文摘Background: Multifocal motor neuropathy with conduction block (MMN) is a treatable disorder that can be mistaken for other lower motor neurone syndromes. Existing electrophysiological diagnostic criteria for MMN are restrictive. In particular, many are cautious about diagnosing conduction block (CB) in the presence of abnormal temporal dispersion (TD). Abstract:Objective: To study the significance of TD in MMN, its relationship to CB in intravenous immunoglobulin (IvIg) responsive patients, and its utility in detecting a treatment response. Methods: We compared pre-and post-treatment changes in CB and TD in nine patients who satisfied clinical and electrophysiological criteria for MMN and responded to IvIg. Results: TD improved in one or more nerve segments in eight of nine patients tested. There was marked improvement in 65%of all nerve segments, and 60%of those segments with CB. By comparison, significant improvement in CB occurred in only 33%of segments.

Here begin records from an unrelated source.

//! ChatHub: 1 プロセス（またはシミュレーションのコンテキスト）あたり 1 つの状態の持ち主
//!
//! 各ユースケースを束ね、検証済みの `ChatCommand` を 1 つずつ処理する。
//! コマンド処理は非同期ロックで直列化されるため、同じ Room への追加と
//! 配信の順序が一致する。

use std::sync::Arc;

use lounge_shared::time::Clock;
use tokio::sync::Mutex;

use crate::domain::{
    ChatCommand, ChatMessage, ChatRepository, ConnectionId, MessageContent, MessagePusher,
    MessageSender, PusherChannel, RoomId, UserId, UserProfile,
};

use super::{
    connect_user::ConnectUserUseCase,
    disconnect_user::DisconnectUserUseCase,
    error::{DispatchError, SendMessageError},
    join_room::{JoinPolicy, JoinRoomUseCase},
    leave_room::LeaveRoomUseCase,
    relay_typing::RelayTypingUseCase,
    send_message::SendMessageUseCase,
};

/// Hub の振る舞いを切り替えるオプション
#[derive(Debug, Clone)]
pub struct HubOptions {
    /// 未知の Room への join で Room を作成するか
    pub auto_create_rooms: bool,
    /// 新規参加者にシステムユーザーから歓迎メッセージを送るか
    pub greet_new_members: bool,
    /// システムメッセージの送信者
    pub system_sender: MessageSender,
}

impl HubOptions {
    /// Default sender of system messages.
    pub fn default_system_sender() -> MessageSender {
        MessageSender {
            id: UserId::system(),
            name: "System User".to_string(),
            avatar: String::new(),
        }
    }
}

impl Default for HubOptions {
    fn default() -> Self {
        Self {
            auto_create_rooms: true,
            greet_new_members: false,
            system_sender: Self::default_system_sender(),
        }
    }
}

/// Presence / Room / Message の状態を持ち、コマンドを処理する Hub
pub struct ChatHub {
    connect_user: ConnectUserUseCase,
    disconnect_user: DisconnectUserUseCase,
    join_room: JoinRoomUseCase,
    leave_room: LeaveRoomUseCase,
    send_message: SendMessageUseCase,
    relay_typing: RelayTypingUseCase,
    options: HubOptions,
    dispatch_lock: Mutex<()>,
}

impl ChatHub {
    pub fn new(
        repository: Arc<dyn ChatRepository>,
        message_pusher: Arc<dyn MessagePusher>,
        clock: Arc<dyn Clock>,
        options: HubOptions,
    ) -> Self {
        let policy = JoinPolicy {
            auto_create_rooms: options.auto_create_rooms,
            greeter: options
                .greet_new_members
                .then(|| options.system_sender.clone()),
        };
        Self {
            connect_user: ConnectUserUseCase::new(repository.clone(), message_pusher.clone()),
            disconnect_user: DisconnectUserUseCase::new(
                repository.clone(),
                message_pusher.clone(),
            ),
            join_room: JoinRoomUseCase::new(
                repository.clone(),
                message_pusher.clone(),
                clock.clone(),
                policy,
            ),
            leave_room: LeaveRoomUseCase::new(repository.clone(), message_pusher.clone()),
            send_message: SendMessageUseCase::new(
                repository.clone(),
                message_pusher.clone(),
                clock,
            ),
            relay_typing: RelayTypingUseCase::new(repository, message_pusher),
            options,
            dispatch_lock: Mutex::new(()),
        }
    }

    pub fn options(&self) -> &HubOptions {
        &self.options
    }

    /// 新しい接続の通知チャネルを登録
    pub async fn connect(&self, connection_id: ConnectionId, channel: PusherChannel) {
        let _guard = self.dispatch_lock.lock().await;
        self.connect_user.register(connection_id, channel).await;
    }

    /// コマンドを処理
    pub async fn handle(
        &self,
        connection_id: &ConnectionId,
        command: ChatCommand,
    ) -> Result<(), DispatchError> {
        let _guard = self.dispatch_lock.lock().await;
        tracing::debug!("Dispatching '{}' from '{}'", command.name(), connection_id);

        match command {
            ChatCommand::Announce(profile) => {
                self.connect_user.execute(connection_id.clone(), profile).await;
            }
            ChatCommand::JoinRoom(room_id) => {
                self.join_room.execute(connection_id, &room_id).await?;
            }
            ChatCommand::LeaveRoom(room_id) => {
                self.leave_room.execute(connection_id, &room_id).await?;
            }
            ChatCommand::SendMessage {
                room_id,
                content,
                sender,
            } => {
                self.send_message
                    .execute(connection_id, &room_id, content, sender)
                    .await?;
            }
            ChatCommand::Typing {
                room_id,
                user,
                is_typing,
            } => {
                self.relay_typing
                    .execute(connection_id, &room_id, user, is_typing)
                    .await;
            }
        }
        Ok(())
    }

    /// 接続の切断を処理
    pub async fn disconnect(&self, connection_id: &ConnectionId) -> Option<UserProfile> {
        let _guard = self.dispatch_lock.lock().await;
        self.disconnect_user.execute(connection_id).await
    }

    /// システムユーザーとして投稿
    pub async fn post_system_message(
        &self,
        room_id: &RoomId,
        content: MessageContent,
    ) -> Result<ChatMessage, SendMessageError> {
        let _guard = self.dispatch_lock.lock().await;
        self.send_message
            .execute_as(room_id, content, self.options.system_sender.clone())
            .await
    }
}

#[cfg(test)]
mod tests {
    use super::*;
    use crate::{
        domain::{Notification, UserProfile},
        infrastructure::{message_pusher::ChannelMessagePusher, repository::InMemoryChatRepository},
        usecase::error::JoinRoomError,
    };
    use lounge_shared::time::FixedClock;
    use tokio::sync::mpsc;

    fn create_test_hub(options: HubOptions) -> (Arc<InMemoryChatRepository>, ChatHub) {
        let repository = Arc::new(InMemoryChatRepository::new());
        let hub = ChatHub::new(
            repository.clone(),
            Arc::new(ChannelMessagePusher::new()),
            Arc::new(FixedClock::new(1_000)),
            options,
        );
        (repository, hub)
    }

    async fn create_test_connection(
        hub: &ChatHub,
        connection: &str,
        user: &str,
    ) -> (ConnectionId, mpsc::UnboundedReceiver<Notification>) {
        let connection_id = ConnectionId::new(connection.to_string()).unwrap();
        let (tx, rx) = mpsc::unbounded_channel();
        hub.connect(connection_id.clone(), tx).await;
        let profile = UserProfile::new(
            UserId::new(user.to_string()).unwrap(),
            user.to_string(),
            format!("{}@example.com", user),
            String::new(),
        );
        hub.handle(&connection_id, ChatCommand::Announce(profile))
            .await
            .unwrap();
        (connection_id, rx)
    }

    fn general() -> RoomId {
        RoomId::new("general".to_string()).unwrap()
    }

    #[tokio::test]
    async fn test_repeated_joins_keep_single_roster_entry() {
        // テスト項目: 同じユーザーが何度 join してもメンバーは 1 人
        // given (前提条件):
        let (repository, hub) = create_test_hub(HubOptions::default());
        let (conn_a, _rx) = create_test_connection(&hub, "conn-a", "alice").await;

        // when (操作):
        for _ in 0..3 {
            hub.handle(&conn_a, ChatCommand::JoinRoom(general()))
                .await
                .unwrap();
        }

        // then (期待する結果):
        let room = repository.get_room(&general()).await.unwrap();
        assert_eq!(room.members.len(), 1);
    }

    #[tokio::test]
    async fn test_disconnect_then_reconnect_readds_without_duplicates() {
        // テスト項目: 切断で全ての Room と Presence から消え、再接続で重複なく戻る
        // given (前提条件):
        let (repository, hub) = create_test_hub(HubOptions::default());
        let (conn_a, _rx) = create_test_connection(&hub, "conn-a", "alice").await;
        hub.handle(&conn_a, ChatCommand::JoinRoom(general()))
            .await
            .unwrap();

        // when (操作):
        hub.disconnect(&conn_a).await;
        let after_disconnect = repository.get_room(&general()).await.unwrap();
        let presence_after_disconnect = repository.active_users().await;
        let (conn_a2, _rx2) = create_test_connection(&hub, "conn-a2", "alice").await;
        hub.handle(&conn_a2, ChatCommand::JoinRoom(general()))
            .await
            .unwrap();

        // then (期待する結果):
        assert!(after_disconnect.members.is_empty());
        assert!(presence_after_disconnect.is_empty());
        assert_eq!(repository.get_room(&general()).await.unwrap().members.len(), 1);
        assert_eq!(repository.active_users().await.len(), 1);
    }

    #[tokio::test]
    async fn test_join_unknown_room_rejected_without_auto_create() {
        // テスト項目: 自動作成が無効な Hub では未知の Room への join が InvalidRoom になる
        // given (前提条件):
        let (_repository, hub) = create_test_hub(HubOptions {
            auto_create_rooms: false,
            ..HubOptions::default()
        });
        let (conn_a, _rx) = create_test_connection(&hub, "conn-a", "alice").await;

        // when (操作):
        let result = hub
            .handle(&conn_a, ChatCommand::JoinRoom(general()))
            .await;

        // then (期待する結果):
        assert_eq!(
            result,
            Err(DispatchError::Join(JoinRoomError::InvalidRoom(
                "general".to_string()
            )))
        );
    }

    #[tokio::test]
    async fn test_post_system_message_reaches_members() {
        // テスト項目: システムメッセージは Room のメンバーに配信される
        // given (前提条件):
        let (_repository, hub) = create_test_hub(HubOptions::default());
        let (conn_a, mut rx) = create_test_connection(&hub, "conn-a", "alice").await;
        hub.handle(&conn_a, ChatCommand::JoinRoom(general()))
            .await
            .unwrap();
        while rx.try_recv().is_ok() {}

        // when (操作):
        let message = hub
            .post_system_message(
                &general(),
                MessageContent::new("maintenance at noon".to_string()).unwrap(),
            )
            .await
            .unwrap();

        // then (期待する結果):
        assert_eq!(message.sender.id.as_str(), "system-1");
        assert_eq!(rx.recv().await, Some(Notification::NewMessage(message)));
    }
}
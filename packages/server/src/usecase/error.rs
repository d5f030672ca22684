//! UseCase 層のエラー定義

use thiserror::Error;

/// Room への参加エラー
#[derive(Debug, Clone, PartialEq, Eq, Error)]
pub enum JoinRoomError {
    /// user_connected を送っていない接続からの join
    #[error("connection '{0}' has not announced a profile")]
    NotAnnounced(String),

    /// 存在しない Room（自動作成が無効な場合）
    #[error("room '{0}' does not exist")]
    InvalidRoom(String),
}

/// Room からの退出エラー
#[derive(Debug, Clone, PartialEq, Eq, Error)]
pub enum LeaveRoomError {
    #[error("connection '{0}' has not announced a profile")]
    NotAnnounced(String),
}

/// メッセージ送信エラー
#[derive(Debug, Clone, PartialEq, Eq, Error)]
pub enum SendMessageError {
    /// 存在しない Room への投稿
    #[error("room '{0}' does not exist")]
    InvalidRoom(String),
}

/// Room 詳細取得エラー
#[derive(Debug, Clone, PartialEq, Eq, Error)]
pub enum GetRoomDetailError {
    #[error("invalid room id: {0}")]
    InvalidRoomId(String),

    #[error("room '{0}' not found")]
    RoomNotFound(String),
}

/// 履歴ストア操作のエラー
#[derive(Debug, Clone, PartialEq, Eq, Error)]
pub enum HistoryError {
    #[error("Room ID is required")]
    MissingRoomId,

    #[error("Invalid message format: {0}")]
    InvalidFormat(String),
}

/// ChatHub がコマンドを処理できなかった理由
#[derive(Debug, Clone, PartialEq, Eq, Error)]
pub enum DispatchError {
    #[error(transparent)]
    Join(#[from] JoinRoomError),

    #[error(transparent)]
    Leave(#[from] LeaveRoomError),

    #[error(transparent)]
    Send(#[from] SendMessageError),
}
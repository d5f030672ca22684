//! HTTP API endpoint handlers.

use std::sync::Arc;

use axum::{
    Json,
    extract::{Path, Query, State},
    http::StatusCode,
    response::{IntoResponse, Response},
};

use crate::{
    domain::MessageSender,
    infrastructure::dto::{
        http::{
            ErrorResponse, MessagesQuery, MessagesResponse, PersistMessageRequest,
            PersistMessageResponse, RoomDetailDto, RoomSummaryDto,
        },
        websocket::MessageDto,
    },
    ui::state::AppState,
    usecase::{GetRoomDetailError, HistoryError},
};

fn error_response(status: StatusCode, error: String) -> Response {
    (status, Json(ErrorResponse { error })).into_response()
}

/// Health check endpoint
pub async fn health_check() -> Json<serde_json::Value> {
    Json(serde_json::json!({"status": "ok"}))
}

/// Get list of rooms
pub async fn get_rooms(State(state): State<Arc<AppState>>) -> Json<Vec<RoomSummaryDto>> {
    let rooms = state.get_rooms_usecase.execute().await;

    // Domain Model から DTO への変換
    let room_summaries: Vec<RoomSummaryDto> = rooms
        .into_iter()
        .map(|room| RoomSummaryDto {
            members: room
                .members
                .iter()
                .map(|m| m.id.as_str().to_string())
                .collect(),
            message_count: room.messages.len(),
            id: room.id.into_string(),
            name: room.name,
        })
        .collect();

    Json(room_summaries)
}

/// Get room detail by ID
pub async fn get_room_detail(
    State(state): State<Arc<AppState>>,
    Path(room_id): Path<String>,
) -> Result<Json<RoomDetailDto>, StatusCode> {
    match state.get_room_detail_usecase.execute(room_id).await {
        Ok(room) => {
            // Domain Model から DTO への変換
            let room_detail = RoomDetailDto {
                id: room.id.into_string(),
                name: room.name,
                members: room.members.into_iter().map(Into::into).collect(),
                messages: room.messages.into_iter().map(Into::into).collect(),
            };
            Ok(Json(room_detail))
        }
        Err(GetRoomDetailError::InvalidRoomId(_)) | Err(GetRoomDetailError::RoomNotFound(_)) => {
            Err(StatusCode::NOT_FOUND)
        }
    }
}

/// `GET /api/messages?roomId=...`
pub async fn get_messages(
    State(state): State<Arc<AppState>>,
    Query(query): Query<MessagesQuery>,
) -> Response {
    match state.message_history_usecase.fetch(query.room_id).await {
        Ok(messages) => Json(MessagesResponse {
            messages: messages.into_iter().map(MessageDto::from).collect(),
        })
        .into_response(),
        Err(e) => {
            tracing::warn!("Rejected history fetch: {}", e);
            error_response(StatusCode::BAD_REQUEST, e.to_string())
        }
    }
}

/// `POST /api/messages`
pub async fn persist_message(
    State(state): State<Arc<AppState>>,
    Json(request): Json<PersistMessageRequest>,
) -> Response {
    let (content, sender, timestamp) = match request.message {
        Some(body) => (body.content, body.sender, body.timestamp),
        None => (None, None, None),
    };
    let sender = match sender.map(MessageSender::try_from).transpose() {
        Ok(sender) => sender,
        Err(e) => {
            return error_response(
                StatusCode::BAD_REQUEST,
                HistoryError::InvalidFormat(e.to_string()).to_string(),
            );
        }
    };

    match state
        .message_history_usecase
        .persist(request.room_id, content, sender, timestamp)
        .await
    {
        Ok(message) => (
            StatusCode::CREATED,
            Json(PersistMessageResponse {
                message: "Message saved successfully".to_string(),
                data: message.into(),
            }),
        )
            .into_response(),
        Err(e) => {
            tracing::warn!("Rejected history write: {}", e);
            error_response(StatusCode::BAD_REQUEST, e.to_string())
        }
    }
}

Of segments with significantly better CB after treatment, all but one showed similar improvements in TD. Such changes were not related to the degree of TD before treatment, being seen in segments with abnormal as well as normal TD. There was no correlation between improvements seen in TD and CB. Conclusion: We believe that TD should be considered an inherent feature of MMN. Improvement in TD is an independent marker of electrophysiological improvement in this disorder and is likely to be more useful than CB. When MMN is clinically suspected, the use of stringent criteria for CB in the presence of TD should be avoided.